━━ Provided material ━━
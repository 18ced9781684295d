use nalgebra::{DMatrix, DVector};

use crate::{
    control_points::segment_indices,
    error::Result,
    method::{check_row, check_x_cp_partials, SplineEngine, SplineEvaluation},
    options::InterpOptions,
};

/// Piecewise linear interpolation, boundary segments extended past the control points.
#[derive(Debug, Clone, Copy, Default, PartialEq)]
pub struct LinearEngine;

impl LinearEngine {
    pub const NAME: &'static str = "slinear";
    pub const OPTIONS: &'static [&'static str] = &[];
    pub const MIN_POINTS: usize = 2;

    pub fn from_options(options: &InterpOptions) -> Result<Self> {
        options.check_recognized(Self::NAME, Self::OPTIONS)?;
        Ok(LinearEngine)
    }
}

impl SplineEngine for LinearEngine {
    fn name(&self) -> &'static str {
        Self::NAME
    }

    fn min_points(&self) -> usize {
        Self::MIN_POINTS
    }

    fn evaluate(&self, x_cp: &[f64], y_cp: &[f64], x_interp: &[f64], x_cp_partials: bool) -> Result<SplineEvaluation> {
        check_x_cp_partials(self, x_cp_partials)?;
        check_row(Self::NAME, Self::MIN_POINTS, x_cp, y_cp, x_interp)?;

        let indices = segment_indices(x_cp, x_interp);
        let mut values = DVector::<f64>::zeros(x_interp.len());
        let mut d_y_cp = DMatrix::<f64>::zeros(x_interp.len(), x_cp.len());

        for (q, (&x, &j)) in x_interp.iter().zip(indices.iter()).enumerate() {
            let tau = (x - x_cp[j]) / (x_cp[j + 1] - x_cp[j]);
            d_y_cp[(q, j)] = 1.0 - tau;
            d_y_cp[(q, j + 1)] = tau;
            values[q] = if tau == 0.0 { y_cp[j] } else { (1.0 - tau) * y_cp[j] + tau * y_cp[j + 1] };
        }

        Ok(SplineEvaluation { values, d_y_cp, d_x_cp: None })
    }
}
━━━
▸ What you should do
Could you restate word for word the lines above from the one containing "fn min_points(&self) ->" through the one containing "let mut d_y_cp", both included, and nothing else?

▸ Reply to the task
    fn min_points(&self) -> usize {
        Self::MIN_POINTS
    }

    fn evaluate(&self, x_cp: &[f64], y_cp: &[f64], x_interp: &[f64], x_cp_partials: bool) -> Result<SplineEvaluation> {
        check_x_cp_partials(self, x_cp_partials)?;
        check_row(Self::NAME, Self::MIN_POINTS, x_cp, y_cp, x_interp)?;

        let indices = segment_indices(x_cp, x_interp);
        let mut values = DVector::<f64>::zeros(x_interp.len());
        let mut d_y_cp = DMatrix::<f64>::zeros(x_interp.len(), x_cp.len());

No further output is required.